PRABU BASUPATI MENGALAHKAN PRABU SRIKALA
Prabu
Srikala di Kerajaan Purwacarita mendengar berita bahwa Prabu Basupati datang
menyerang demi membalaskan kekalahan Prabu Parikenan. Maka, Patih Sadaskara pun
dikirim untuk menghadapi serangan tersebut. Akan tetapi, Patih Sadaskara
akhirnya tewas di tangan Prabu Basupati.
Prabu
Srikala sangat marah dan terjun ke medan perang. Setelah bertempur cukup lama
menghadapi Prabu Basupati (yang masih terhitung pamannya), akhirnya ia mengalami
kekalahan dan tubuhnya pun diikat menggunakan rantai. Pada saat itulah Batara
Kala keluar dari tubuh Prabu Srikala dengan perasaan puas telah mengadu domba
keturunan Batara Wisnu dan Batara Brahma.
Tidak
lama kemudian, Dewi Srini datang bersimpuh dan memohon supaya Prabu Basupati
mengampuni nyawa Prabu Srikala. Dewi Srini tidak ingin kehilangan suami setelah
dirinya kehilangan dua orang saudara, yaitu Prabu Parikenan yang gugur dalam
pertempuran, dan Dewi Satapi yang bunuh diri menyusul kematian Patih Sadaskara.
Prabu
Basupati akhirnya mengabulkan permohonan Dewi Srini itu.
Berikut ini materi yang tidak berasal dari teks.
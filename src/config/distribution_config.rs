// ==========================================
// 车间物资配送排期系统 - 排期参数配置
// ==========================================
// 职责: 配置文件结构 + 默认值 → BurstPolicy / MaterialCatalog / 生成器
// ==========================================

use crate::domain::calendar::DEFAULT_WINDOW_DAYS;
use crate::domain::catalog::{MaterialCatalog, DEFAULT_MATERIALS};
use crate::engine::burst::{
    BurstPolicy, DEFAULT_BURST_MAX_DAYS, DEFAULT_BURST_MIN_DAYS, DEFAULT_JITTER_RATIO,
};
use crate::engine::distribution::{DistributionGenerator, DEFAULT_COVERAGE_DAYS};
use serde::{Deserialize, Serialize};

/// 配送计划配置（JSON 文件，所有字段可省略）
#[derive(Debug, Clone, PartialEq, Serialize, Deserialize)]
#[serde(deny_unknown_fields)]
pub struct DistributionConfig {
    /// 覆盖天数（从锚点日起）
    #[serde(default = "default_coverage_days")]
    pub coverage_days: usize,

    /// 日期窗口长度（以今天为中心）
    #[serde(default = "default_window_days")]
    pub window_days: usize,

    /// 突发长度下限（天）
    #[serde(default = "default_burst_min_days")]
    pub burst_min_days: usize,

    /// 突发长度上限（天）
    #[serde(default = "default_burst_max_days")]
    pub burst_max_days: usize,

    /// 每日数量抖动比例，0~1
    #[serde(default = "default_jitter_ratio")]
    pub jitter_ratio: f64,

    /// 随机种子（省略则每次不同）
    #[serde(default)]
    pub seed: Option<u64>,

    /// 物资目录
    #[serde(default = "default_material_catalog")]
    pub material_catalog: Vec<String>,
}

fn default_coverage_days() -> usize {
    DEFAULT_COVERAGE_DAYS
}
fn default_window_days() -> usize {
    DEFAULT_WINDOW_DAYS
}
fn default_burst_min_days() -> usize {
    DEFAULT_BURST_MIN_DAYS
}
fn default_burst_max_days() -> usize {
    DEFAULT_BURST_MAX_DAYS
}
fn default_jitter_ratio() -> f64 {
    DEFAULT_JITTER_RATIO
}
fn default_material_catalog() -> Vec<String> {
    DEFAULT_MATERIALS.iter().map(|m| m.to_string()).collect()
}

impl Default for DistributionConfig {
    fn default() -> Self {
        Self {
            coverage_days: default_coverage_days(),
            window_days: default_window_days(),
            burst_min_days: default_burst_min_days(),
            burst_max_days: default_burst_max_days(),
            jitter_ratio: default_jitter_ratio(),
            seed: None,
            material_catalog: default_material_catalog(),
        }
    }
}

impl DistributionConfig {
    pub fn burst_policy(&self) -> BurstPolicy {
        BurstPolicy::new(self.burst_min_days, self.burst_max_days, self.jitter_ratio)
    }

    pub fn catalog(&self) -> MaterialCatalog {
        MaterialCatalog::new(self.material_catalog.iter().cloned())
    }

    pub fn generator(&self) -> DistributionGenerator {
        DistributionGenerator::new(self.coverage_days, self.burst_policy())
    }
}
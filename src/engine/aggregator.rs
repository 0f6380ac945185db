// ==========================================
// 车间物资配送排期系统 - 配送聚合引擎
// ==========================================
// 职责: 配送条目 + 日期选择 → 按日分组 / 按车间-阶段分组 / 汇总
// 红线: 只依赖两个输入，无全局状态，不缓存，每次从头折叠
// ==========================================

use crate::domain::calendar::DayToken;
use crate::domain::delivery::DeliveryEntry;
use crate::domain::selection::DaySelection;
use serde::Serialize;
use tracing::{debug, instrument};

// ==========================================
// 视图结构
// ==========================================

/// 按日分组
#[derive(Debug, Clone, PartialEq, Eq, Serialize)]
pub struct DayGroup {
    pub date: String,
    pub total: u64,
    pub entries: Vec<DeliveryEntry>,
}

/// 车间内某阶段（可跨多天）
#[derive(Debug, Clone, PartialEq, Eq, Serialize)]
pub struct StageGroup {
    pub stage: u32,
    pub total: u64,
    pub entries: Vec<DeliveryEntry>,
}

/// 按车间分组（内含阶段）
#[derive(Debug, Clone, PartialEq, Eq, Serialize)]
pub struct WorkshopGroup {
    #[serde(rename = "workshop")]
    pub workshop_id: String,
    pub manager: String,
    pub phone: String,
    pub total: u64,
    pub stages: Vec<StageGroup>,
}

/// 单物资小计
#[derive(Debug, Clone, PartialEq, Eq, Serialize)]
pub struct MaterialTotal {
    pub material: String,
    pub total: u64,
}

/// 汇总
#[derive(Debug, Clone, PartialEq, Eq, Default, Serialize)]
pub struct DistributionSummary {
    pub total: u64,
    pub by_material: Vec<MaterialTotal>, // 按首次出现顺序
}

impl DistributionSummary {
    pub fn subtotal(&self, material: &str) -> Option<u64> {
        self.by_material
            .iter()
            .find(|m| m.material == material)
            .map(|m| m.total)
    }
}

/// 聚合结果
#[derive(Debug, Clone, PartialEq, Eq, Serialize)]
pub struct AggregatedView {
    pub selected_days: Vec<String>,
    pub summary: DistributionSummary,
    pub by_day: Vec<DayGroup>,
    pub by_workshop: Vec<WorkshopGroup>,
}

impl AggregatedView {
    pub fn is_empty(&self) -> bool {
        self.by_day.is_empty()
    }
}

// ==========================================
// Aggregator - 聚合引擎（无状态）
// ==========================================
pub struct Aggregator;

impl Aggregator {
    /// 按选中日期过滤（规范日期字符串精确相等）
    pub fn filter(entries: &[DeliveryEntry], selected_days: &[String]) -> Vec<DeliveryEntry> {
        entries
            .iter()
            .filter(|e| selected_days.iter().any(|d| d == e.date()))
            .cloned()
            .collect()
    }

    /// 按日分组：分组顺序 = 首次出现顺序
    pub fn group_by_day(entries: &[DeliveryEntry]) -> Vec<DayGroup> {
        entries.iter().fold(Vec::new(), |mut groups: Vec<DayGroup>, entry| {
            match groups.iter_mut().find(|g| g.date == entry.date()) {
                Some(group) => {
                    group.total = group.total.saturating_add(entry.amount());
                    group.entries.push(entry.clone());
                }
                None => groups.push(DayGroup {
                    date: entry.date().to_string(),
                    total: entry.amount(),
                    entries: vec![entry.clone()],
                }),
            }
            groups
        })
    }

    /// 按车间分组，再按阶段分组
    ///
    /// 车间顺序 = 首次出现顺序；阶段升序；同一 (车间, 阶段) 的条目
    /// 不论日期直接拼接。
    pub fn group_by_workshop_stage(entries: &[DeliveryEntry]) -> Vec<WorkshopGroup> {
        let mut groups = entries
            .iter()
            .fold(Vec::new(), |mut groups: Vec<WorkshopGroup>, entry| {
                let idx = match groups.iter().position(|g| g.workshop_id == entry.workshop_id()) {
                    Some(idx) => idx,
                    None => {
                        groups.push(WorkshopGroup {
                            workshop_id: entry.workshop_id().to_string(),
                            manager: entry.manager().to_string(),
                            phone: entry.phone().to_string(),
                            total: 0,
                            stages: Vec::new(),
                        });
                        groups.len() - 1
                    }
                };

                let group = &mut groups[idx];
                group.total = group.total.saturating_add(entry.amount());
                match group.stages.iter_mut().find(|s| s.stage == entry.stage()) {
                    Some(stage) => {
                        stage.total = stage.total.saturating_add(entry.amount());
                        stage.entries.push(entry.clone());
                    }
                    None => group.stages.push(StageGroup {
                        stage: entry.stage(),
                        total: entry.amount(),
                        entries: vec![entry.clone()],
                    }),
                }
                groups
            });

        for group in &mut groups {
            group.stages.sort_by_key(|s| s.stage);
        }
        groups
    }

    /// 汇总：总量 + 物资小计
    ///
    /// 所有合计饱和累加，超过 u64::MAX 时停在上限。
    pub fn summarize(entries: &[DeliveryEntry]) -> DistributionSummary {
        entries
            .iter()
            .fold(DistributionSummary::default(), |mut summary, entry| {
                summary.total = summary.total.saturating_add(entry.amount());
                match summary
                    .by_material
                    .iter_mut()
                    .find(|m| m.material == entry.material())
                {
                    Some(m) => m.total = m.total.saturating_add(entry.amount()),
                    None => summary.by_material.push(MaterialTotal {
                        material: entry.material().to_string(),
                        total: entry.amount(),
                    }),
                }
                summary
            })
    }

    /// 完整聚合
    #[instrument(skip_all, fields(entries = entries.len()))]
    pub fn aggregate<D: DayToken>(
        entries: &[DeliveryEntry],
        selection: &DaySelection<D>,
    ) -> AggregatedView {
        let selected_days = selection.canonical_days();
        let matched = Self::filter(entries, &selected_days);

        let view = AggregatedView {
            summary: Self::summarize(&matched),
            by_day: Self::group_by_day(&matched),
            by_workshop: Self::group_by_workshop_stage(&matched),
            selected_days,
        };

        debug!(
            selected_days = view.selected_days.len(),
            matched = matched.len(),
            total_t = view.summary.total,
            "聚合完成"
        );
        view
    }
}
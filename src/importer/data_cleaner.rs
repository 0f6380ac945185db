// ==========================================
// 车间物资配送排期系统 - 名册清洗器实现
// ==========================================
// 职责: TRIM / 主键校验 / 配额只保留非负整数
// 红线: 非数值配额在此过滤，生成器只接收 u64
// ==========================================

use crate::domain::workshop::{QuotaMap, Workshop, MAX_QUOTA};
use crate::importer::error::{ImportError, ImportResult};
use crate::importer::roster_importer_trait::{RawQuota, RawWorkshopRecord};
use serde::Serialize;
use std::collections::HashSet;
use tracing::warn;

/// 被丢弃的配额（不阻断导入）
#[derive(Debug, Clone, PartialEq, Serialize)]
pub struct DroppedQuota {
    pub row: usize,
    pub workshop_id: String,
    pub material: String,
    pub raw_value: String,
    pub reason: String,
}

pub struct RosterCleaner;

impl RosterCleaner {
    /// 清洗单个配额值
    ///
    /// # 返回
    /// - Ok(Some(n)): 合法非负整数（不超过 MAX_QUOTA）
    /// - Ok(None): 空单元格（未填写）
    /// - Err((raw, reason)): 需丢弃
    pub fn clean_quota(&self, raw: &RawQuota) -> Result<Option<u64>, (String, String)> {
        match raw {
            RawQuota::Empty => Ok(None),
            RawQuota::Integer(n) => {
                if *n > MAX_QUOTA {
                    Err((n.to_string(), format!("配额超出上限 {}", MAX_QUOTA)))
                } else {
                    Ok(Some(*n))
                }
            }
            RawQuota::Number(n) => {
                if !n.is_finite() {
                    Err((n.to_string(), "非有限数值".to_string()))
                } else if *n < 0.0 {
                    Err((n.to_string(), "配额为负数".to_string()))
                } else if n.fract() != 0.0 {
                    Err((n.to_string(), "配额不是整数".to_string()))
                } else if *n > MAX_QUOTA as f64 {
                    Err((n.to_string(), format!("配额超出上限 {}", MAX_QUOTA)))
                } else {
                    Ok(Some(*n as u64))
                }
            }
            RawQuota::Text(s) => Err((s.clone(), "非数值配额".to_string())),
            RawQuota::Other(s) => Err((s.clone(), "不支持的配额类型".to_string())),
        }
    }

    /// 清洗全部记录
    ///
    /// 缺少车间标识或车间重复时整体失败；配额问题只记录不阻断。
    pub fn clean_records(
        &self,
        records: Vec<RawWorkshopRecord>,
    ) -> ImportResult<(Vec<Workshop>, Vec<DroppedQuota>)> {
        let mut seen = HashSet::new();
        let mut workshops = Vec::with_capacity(records.len());
        let mut dropped = Vec::new();

        for record in records {
            let workshop_id = record
                .workshop
                .as_deref()
                .map(str::trim)
                .filter(|s| !s.is_empty())
                .ok_or(ImportError::WorkshopIdMissing(record.row))?
                .to_string();

            if !seen.insert(workshop_id.clone()) {
                return Err(ImportError::DuplicateWorkshop {
                    row: record.row,
                    workshop_id,
                });
            }

            let mut quotas = QuotaMap::new();
            for (material, raw) in &record.quotas {
                let material = material.trim();
                match self.clean_quota(raw) {
                    Ok(Some(amount)) => quotas.insert(material, amount),
                    Ok(None) => {}
                    Err((raw_value, reason)) => {
                        warn!(
                            row = record.row,
                            workshop = %workshop_id,
                            material,
                            raw = %raw_value,
                            reason = %reason,
                            "配额已丢弃"
                        );
                        dropped.push(DroppedQuota {
                            row: record.row,
                            workshop_id: workshop_id.clone(),
                            material: material.to_string(),
                            raw_value,
                            reason,
                        });
                    }
                }
            }

            workshops.push(Workshop::new(
                workshop_id,
                record.manager.unwrap_or_default().trim(),
                record.phone.unwrap_or_default().trim(),
                quotas,
            ));
        }

        Ok((workshops, dropped))
    }
}

#[cfg(test)]
mod tests {
    use super::*;

    fn record(row: usize, id: Option<&str>, quotas: Vec<(&str, RawQuota)>) -> RawWorkshopRecord {
        RawWorkshopRecord {
            row,
            workshop: id.map(str::to_string),
            manager: Some(" Ali ".to_string()),
            phone: None,
            quotas: quotas.into_iter().map(|(m, q)| (m.to_string(), q)).collect(),
        }
    }

    #[test]
    fn test_clean_quota_rules() {
        let cleaner = RosterCleaner;
        assert_eq!(cleaner.clean_quota(&RawQuota::Number(40.0)), Ok(Some(40)));
        assert_eq!(cleaner.clean_quota(&RawQuota::Number(0.0)), Ok(Some(0)));
        assert_eq!(cleaner.clean_quota(&RawQuota::Empty), Ok(None));
        assert!(cleaner.clean_quota(&RawQuota::Number(-1.0)).is_err());
        assert!(cleaner.clean_quota(&RawQuota::Number(2.5)).is_err());
        assert!(cleaner.clean_quota(&RawQuota::Number(f64::NAN)).is_err());
        assert!(cleaner.clean_quota(&RawQuota::Text("abc".to_string())).is_err());
    }

    #[test]
    fn test_quota_upper_bound() {
        let cleaner = RosterCleaner;
        assert_eq!(
            cleaner.clean_quota(&RawQuota::Integer(MAX_QUOTA)),
            Ok(Some(MAX_QUOTA))
        );
        assert!(cleaner.clean_quota(&RawQuota::Integer(MAX_QUOTA + 1)).is_err());
        assert!(cleaner.clean_quota(&RawQuota::Integer(u64::MAX / 2 + 1)).is_err());
        // 2^53 作为浮点数与 2^53 + 1 无法区分
        assert!(cleaner.clean_quota(&RawQuota::Number(9007199254740992.0)).is_err());
        assert!(cleaner.clean_quota(&RawQuota::Number(18446744073709551616.0)).is_err());
    }

    #[test]
    fn test_large_json_integer_dropped_not_rounded() {
        let value: serde_json::Value = serde_json::from_str("9007199254740993").unwrap();
        let raw = RawQuota::from_json(&value);
        assert_eq!(raw, RawQuota::Integer(9007199254740993));

        let records = vec![record(1, Some("W1"), vec![("A", raw), ("B", RawQuota::Integer(7))])];
        let (workshops, dropped) = RosterCleaner.clean_records(records).unwrap();
        assert_eq!(workshops[0].quotas.get("A"), None);
        assert_eq!(workshops[0].quotas.get("B"), Some(7));
        assert_eq!(dropped.len(), 1);
        assert_eq!(dropped[0].raw_value, "9007199254740993");
    }

    #[test]
    fn test_non_numeric_quotas_filtered_and_reported() {
        let records = vec![record(
            1,
            Some("W1"),
            vec![
                ("A", RawQuota::Number(10.0)),
                ("B", RawQuota::Text("n/a".to_string())),
                ("C", RawQuota::Number(5.0)),
            ],
        )];
        let (workshops, dropped) = RosterCleaner.clean_records(records).unwrap();

        assert_eq!(workshops.len(), 1);
        assert_eq!(workshops[0].manager, "Ali");
        assert_eq!(workshops[0].phone, "");
        let kept: Vec<(&str, u64)> = workshops[0].quotas.iter().collect();
        assert_eq!(kept, vec![("A", 10), ("C", 5)]);
        assert_eq!(dropped.len(), 1);
        assert_eq!(dropped[0].material, "B");
        assert_eq!(dropped[0].raw_value, "n/a");
    }

    #[test]
    fn test_missing_workshop_id_rejected() {
        let records = vec![record(3, Some("  "), vec![])];
        let err = RosterCleaner.clean_records(records).unwrap_err();
        assert!(matches!(err, ImportError::WorkshopIdMissing(3)));
    }

    #[test]
    fn test_duplicate_workshop_rejected() {
        let records = vec![record(1, Some("W1"), vec![]), record(2, Some("W1"), vec![])];
        let err = RosterCleaner.clean_records(records).unwrap_err();
        assert!(matches!(err, ImportError::DuplicateWorkshop { row: 2, .. }));
    }
}
// ==========================================
// 车间物资配送排期系统 - 车间名册导入接口定义
// ==========================================
// 流程: 文件解析 → 原始记录 → 清洗 → Workshop
// ==========================================

use crate::importer::error::ImportResult;
use std::path::Path;

// ==========================================
// 原始配额值（清洗前）
// ==========================================
#[derive(Debug, Clone, PartialEq)]
pub enum RawQuota {
    Integer(u64), // 非负整数（精确值）
    Number(f64),  // 其他数值（负数/小数/超出 u64）
    Text(String), // 非数值文本
    Empty,        // 空单元格（视为未填写）
    Other(String), // 其他类型（布尔/对象/错误单元格等）
}

impl RawQuota {
    /// 从表格单元格文本解析（CSV / Excel 文本单元格）
    pub fn from_cell_text(value: &str) -> Self {
        let trimmed = value.trim();
        if trimmed.is_empty() {
            return RawQuota::Empty;
        }
        if let Ok(n) = trimmed.parse::<u64>() {
            return RawQuota::Integer(n);
        }
        match trimmed.parse::<f64>() {
            Ok(n) => RawQuota::Number(n),
            Err(_) => RawQuota::Text(trimmed.to_string()),
        }
    }

    /// 从 JSON 值转换
    ///
    /// 只有 JSON 数值被视为数值；数字字符串按非数值处理。
    pub fn from_json(value: &serde_json::Value) -> Self {
        match value {
            serde_json::Value::Number(n) => match (n.as_u64(), n.as_f64()) {
                (Some(i), _) => RawQuota::Integer(i),
                (None, Some(f)) => RawQuota::Number(f),
                (None, None) => RawQuota::Other(n.to_string()),
            },
            serde_json::Value::String(s) => RawQuota::Text(s.clone()),
            serde_json::Value::Null => RawQuota::Other("null".to_string()),
            other => RawQuota::Other(other.to_string()),
        }
    }
}

// ==========================================
// 原始车间记录
// ==========================================
#[derive(Debug, Clone, PartialEq, Default)]
pub struct RawWorkshopRecord {
    pub row: usize,                      // 源文件中的行号/序号（从 1 开始）
    pub workshop: Option<String>,
    pub manager: Option<String>,
    pub phone: Option<String>,
    pub quotas: Vec<(String, RawQuota)>, // 保留声明顺序
}

// ==========================================
// Trait: RosterParser
// ==========================================
pub trait RosterParser {
    /// 解析文件为原始车间记录
    fn parse_records(&self, path: &Path) -> ImportResult<Vec<RawWorkshopRecord>>;
}

#[cfg(test)]
mod tests {
    use super::*;
    use serde_json::json;

    #[test]
    fn test_cell_text_classification() {
        assert_eq!(RawQuota::from_cell_text(" 12 "), RawQuota::Integer(12));
        assert_eq!(RawQuota::from_cell_text("-3"), RawQuota::Number(-3.0));
        assert_eq!(RawQuota::from_cell_text("2.5"), RawQuota::Number(2.5));
        assert_eq!(RawQuota::from_cell_text(""), RawQuota::Empty);
        assert_eq!(RawQuota::from_cell_text("n/a"), RawQuota::Text("n/a".to_string()));
    }

    #[test]
    fn test_json_only_numbers_are_numeric() {
        assert_eq!(RawQuota::from_json(&json!(40)), RawQuota::Integer(40));
        assert_eq!(RawQuota::from_json(&json!(40.5)), RawQuota::Number(40.5));
        assert_eq!(RawQuota::from_json(&json!(-2)), RawQuota::Number(-2.0));
        assert_eq!(RawQuota::from_json(&json!("40")), RawQuota::Text("40".to_string()));
        assert_eq!(RawQuota::from_json(&json!(true)), RawQuota::Other("true".to_string()));
        assert_eq!(RawQuota::from_json(&json!(null)), RawQuota::Other("null".to_string()));
    }
}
Prabu Srikala tidak
dijatuhi hukuman mati, tetapi diturunkan dari takhta Purwacarita dan dibuang ke
Hutan Dantawu.
PRABU SRIKALA MENINGGAL DI HUTAN
Prabu
Srikala dan Dewi Srini beserta putra mereka, yaitu Raden Sriwanda, juga para
keponakan, yaitu Raden Artaetu, Raden Etudarma, dan Raden Darmahanara berangkat
menjalani pengasingan menuju ke Hutan Dantawu. Sesampainya di sana, mereka pun
membangun sebuah permukiman sederhana yang diberi nama Desa Andong.
Setelah
kehilangan takhta, Prabu Srikala mengganti gelarnya menjadi Begawan Srikala.
Meskipun kini menempuh jalur rohani, namun ia senantiasa terkenang pada
kekalahannya di tangan Prabu Basupati. Karena terlalu banyak berpikir, Begawan
Srikala akhirnya jatuh sakit dan meninggal dunia.
PRABU BASUPATI MENDUDUKI TAKHTA PURWACARITA
Sementara
itu, Prabu Basupati yang kini menduduki istana Purwacarita sangat kagum melihat
keindahan di dalamnya dan merasa enggan untuk kembali ke Wirata. Karena berniat
ingin menetap di Purwacarita, maka Patih Wakiswara pun diutus pulang untuk
menjemput seluruh anggota keluarga di sana.
Setelah
Patih Wakiswara datang kembali bersama kedua permaisuri dan para putra, Prabu
Basupati pun mengumumkan bahwa mulai hari ini ia bertakhta di bekas istana
Purwacarita.
Demikianlah,
dengan berakhirnya kekuasaan Prabu Parikenan dan Prabu Srikala, maka Prabu
Basupati kini menjadi satu-satunya raja yang berkuasa di Tanah Jawa.